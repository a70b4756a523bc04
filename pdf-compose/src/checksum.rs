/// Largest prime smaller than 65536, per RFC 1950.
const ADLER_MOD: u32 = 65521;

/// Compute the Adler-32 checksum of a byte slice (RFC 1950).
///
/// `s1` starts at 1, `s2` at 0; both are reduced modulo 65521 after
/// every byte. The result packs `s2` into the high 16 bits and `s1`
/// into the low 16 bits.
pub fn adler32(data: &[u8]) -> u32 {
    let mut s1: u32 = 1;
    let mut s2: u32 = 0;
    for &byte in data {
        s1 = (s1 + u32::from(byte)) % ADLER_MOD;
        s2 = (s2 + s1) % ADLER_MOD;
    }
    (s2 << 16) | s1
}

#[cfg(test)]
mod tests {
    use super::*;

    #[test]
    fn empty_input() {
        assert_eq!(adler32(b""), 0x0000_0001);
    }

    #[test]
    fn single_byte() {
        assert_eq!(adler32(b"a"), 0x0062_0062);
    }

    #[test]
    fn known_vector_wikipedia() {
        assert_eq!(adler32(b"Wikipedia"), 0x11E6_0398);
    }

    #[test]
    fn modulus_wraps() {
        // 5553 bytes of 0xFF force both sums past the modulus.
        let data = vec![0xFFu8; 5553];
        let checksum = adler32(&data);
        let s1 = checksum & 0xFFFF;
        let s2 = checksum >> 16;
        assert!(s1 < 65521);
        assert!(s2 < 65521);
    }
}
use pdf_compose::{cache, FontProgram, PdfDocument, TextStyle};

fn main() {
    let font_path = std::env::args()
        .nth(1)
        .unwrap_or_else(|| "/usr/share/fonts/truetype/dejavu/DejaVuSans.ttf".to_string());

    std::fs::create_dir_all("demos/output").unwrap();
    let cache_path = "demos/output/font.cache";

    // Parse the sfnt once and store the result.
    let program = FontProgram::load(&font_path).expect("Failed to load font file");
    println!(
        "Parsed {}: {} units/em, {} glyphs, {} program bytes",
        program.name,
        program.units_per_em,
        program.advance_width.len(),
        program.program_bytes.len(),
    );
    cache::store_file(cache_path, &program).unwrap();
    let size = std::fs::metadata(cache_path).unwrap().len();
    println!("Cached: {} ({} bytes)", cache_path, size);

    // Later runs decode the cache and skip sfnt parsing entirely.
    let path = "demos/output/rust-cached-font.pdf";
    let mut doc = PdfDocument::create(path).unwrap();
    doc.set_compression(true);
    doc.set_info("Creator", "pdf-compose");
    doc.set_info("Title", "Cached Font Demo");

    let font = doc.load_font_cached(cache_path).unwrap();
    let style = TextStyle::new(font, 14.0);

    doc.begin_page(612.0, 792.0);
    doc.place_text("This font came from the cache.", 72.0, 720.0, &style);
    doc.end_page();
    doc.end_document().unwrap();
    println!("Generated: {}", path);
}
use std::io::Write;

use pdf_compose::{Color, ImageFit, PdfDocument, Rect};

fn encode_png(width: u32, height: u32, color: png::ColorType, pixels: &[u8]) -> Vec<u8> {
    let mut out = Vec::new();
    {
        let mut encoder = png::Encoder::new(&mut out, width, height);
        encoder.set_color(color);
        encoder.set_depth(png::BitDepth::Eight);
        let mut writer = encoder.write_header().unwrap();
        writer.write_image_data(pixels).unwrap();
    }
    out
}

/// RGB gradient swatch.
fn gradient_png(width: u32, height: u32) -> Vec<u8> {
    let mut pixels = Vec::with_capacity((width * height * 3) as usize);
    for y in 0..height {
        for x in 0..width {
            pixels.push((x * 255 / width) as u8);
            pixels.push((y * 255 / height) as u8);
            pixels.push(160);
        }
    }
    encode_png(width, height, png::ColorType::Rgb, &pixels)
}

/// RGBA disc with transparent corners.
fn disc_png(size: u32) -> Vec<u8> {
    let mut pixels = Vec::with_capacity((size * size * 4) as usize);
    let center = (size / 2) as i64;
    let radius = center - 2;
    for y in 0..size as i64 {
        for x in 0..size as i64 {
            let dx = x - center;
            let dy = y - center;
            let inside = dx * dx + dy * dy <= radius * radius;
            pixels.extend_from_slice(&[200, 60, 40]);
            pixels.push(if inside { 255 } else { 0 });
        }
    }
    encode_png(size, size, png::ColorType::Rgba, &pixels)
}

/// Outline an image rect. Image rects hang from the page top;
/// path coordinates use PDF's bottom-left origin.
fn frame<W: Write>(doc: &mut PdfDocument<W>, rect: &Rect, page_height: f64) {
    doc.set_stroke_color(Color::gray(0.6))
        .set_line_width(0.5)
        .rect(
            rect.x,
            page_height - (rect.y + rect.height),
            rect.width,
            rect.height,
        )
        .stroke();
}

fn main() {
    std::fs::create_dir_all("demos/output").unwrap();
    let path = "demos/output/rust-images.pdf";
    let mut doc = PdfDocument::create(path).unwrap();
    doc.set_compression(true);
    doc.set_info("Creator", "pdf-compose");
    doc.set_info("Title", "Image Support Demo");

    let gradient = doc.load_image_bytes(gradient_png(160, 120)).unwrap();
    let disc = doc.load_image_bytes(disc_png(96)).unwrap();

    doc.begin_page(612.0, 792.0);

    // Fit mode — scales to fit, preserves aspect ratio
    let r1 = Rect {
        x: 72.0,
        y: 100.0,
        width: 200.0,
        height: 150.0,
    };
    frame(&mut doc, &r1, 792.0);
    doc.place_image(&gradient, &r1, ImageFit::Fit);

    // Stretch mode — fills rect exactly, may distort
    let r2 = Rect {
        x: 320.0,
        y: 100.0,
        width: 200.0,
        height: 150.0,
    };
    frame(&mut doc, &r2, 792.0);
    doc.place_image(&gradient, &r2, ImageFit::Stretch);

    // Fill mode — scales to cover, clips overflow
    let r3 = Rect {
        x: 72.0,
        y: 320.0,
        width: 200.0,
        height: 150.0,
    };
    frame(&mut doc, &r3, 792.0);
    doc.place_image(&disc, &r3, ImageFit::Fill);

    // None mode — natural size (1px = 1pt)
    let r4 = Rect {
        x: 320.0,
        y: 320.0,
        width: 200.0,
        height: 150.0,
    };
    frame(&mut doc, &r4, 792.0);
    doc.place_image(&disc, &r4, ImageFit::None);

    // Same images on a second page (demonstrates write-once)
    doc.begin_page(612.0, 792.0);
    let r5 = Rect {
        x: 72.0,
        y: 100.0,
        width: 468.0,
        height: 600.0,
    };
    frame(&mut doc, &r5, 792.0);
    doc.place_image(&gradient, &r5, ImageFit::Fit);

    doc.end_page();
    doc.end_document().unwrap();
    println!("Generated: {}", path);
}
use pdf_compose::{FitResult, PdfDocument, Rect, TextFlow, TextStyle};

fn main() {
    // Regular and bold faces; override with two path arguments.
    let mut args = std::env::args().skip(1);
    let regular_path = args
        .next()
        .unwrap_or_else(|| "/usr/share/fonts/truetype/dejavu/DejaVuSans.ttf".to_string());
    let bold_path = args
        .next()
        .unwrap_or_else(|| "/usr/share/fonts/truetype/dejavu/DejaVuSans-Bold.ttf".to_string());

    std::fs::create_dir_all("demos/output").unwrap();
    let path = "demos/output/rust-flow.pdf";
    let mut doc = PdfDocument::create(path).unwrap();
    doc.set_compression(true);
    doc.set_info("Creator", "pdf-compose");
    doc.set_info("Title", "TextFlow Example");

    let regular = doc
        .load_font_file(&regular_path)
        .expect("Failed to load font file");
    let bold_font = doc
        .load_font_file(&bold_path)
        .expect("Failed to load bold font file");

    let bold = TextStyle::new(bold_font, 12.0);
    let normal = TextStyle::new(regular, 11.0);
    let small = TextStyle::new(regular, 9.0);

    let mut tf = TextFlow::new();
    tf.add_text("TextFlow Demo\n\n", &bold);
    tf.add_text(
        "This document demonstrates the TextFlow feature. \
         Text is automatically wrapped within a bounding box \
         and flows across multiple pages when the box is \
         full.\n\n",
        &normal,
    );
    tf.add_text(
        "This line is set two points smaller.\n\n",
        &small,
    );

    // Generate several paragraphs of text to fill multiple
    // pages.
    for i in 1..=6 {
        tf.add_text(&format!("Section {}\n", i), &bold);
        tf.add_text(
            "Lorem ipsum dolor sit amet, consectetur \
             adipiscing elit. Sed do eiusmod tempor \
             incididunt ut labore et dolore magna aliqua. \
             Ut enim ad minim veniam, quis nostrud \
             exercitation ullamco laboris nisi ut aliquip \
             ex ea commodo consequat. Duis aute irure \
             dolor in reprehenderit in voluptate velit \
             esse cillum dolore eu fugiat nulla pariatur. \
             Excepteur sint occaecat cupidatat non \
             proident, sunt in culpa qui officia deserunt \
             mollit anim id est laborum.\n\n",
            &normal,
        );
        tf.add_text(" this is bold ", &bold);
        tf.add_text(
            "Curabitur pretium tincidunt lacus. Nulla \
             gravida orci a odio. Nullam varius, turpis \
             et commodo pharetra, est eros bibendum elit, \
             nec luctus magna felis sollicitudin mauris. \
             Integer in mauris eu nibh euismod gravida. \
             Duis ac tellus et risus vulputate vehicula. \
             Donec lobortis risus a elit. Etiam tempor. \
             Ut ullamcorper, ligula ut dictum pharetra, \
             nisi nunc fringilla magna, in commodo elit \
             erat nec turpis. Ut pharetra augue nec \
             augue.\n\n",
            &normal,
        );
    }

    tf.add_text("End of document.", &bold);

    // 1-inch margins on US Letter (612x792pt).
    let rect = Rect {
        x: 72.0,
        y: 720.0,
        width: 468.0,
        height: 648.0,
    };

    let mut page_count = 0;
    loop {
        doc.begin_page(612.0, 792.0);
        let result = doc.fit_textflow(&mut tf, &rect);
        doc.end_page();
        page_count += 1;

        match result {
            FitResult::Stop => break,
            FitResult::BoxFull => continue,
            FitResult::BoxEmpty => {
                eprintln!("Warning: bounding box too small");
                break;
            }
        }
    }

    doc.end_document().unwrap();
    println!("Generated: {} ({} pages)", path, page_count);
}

○ ○ ○

→ Description of the task
Print the line containing "US Letter (612x792pt).", then every line after it through the last line of the records, each exactly as written; nothing else belongs in the answer.

→ Response to this task
    // 1-inch margins on US Letter (612x792pt).
    let rect = Rect {
        x: 72.0,
        y: 720.0,
        width: 468.0,
        height: 648.0,
    };

    let mut page_count = 0;
    loop {
        doc.begin_page(612.0, 792.0);
        let result = doc.fit_textflow(&mut tf, &rect);
        doc.end_page();
        page_count += 1;

        match result {
            FitResult::Stop => break,
            FitResult::BoxFull => continue,
            FitResult::BoxEmpty => {
                eprintln!("Warning: bounding box too small");
                break;
            }
        }
    }

    doc.end_document().unwrap();
    println!("Generated: {} ({} pages)", path, page_count);
}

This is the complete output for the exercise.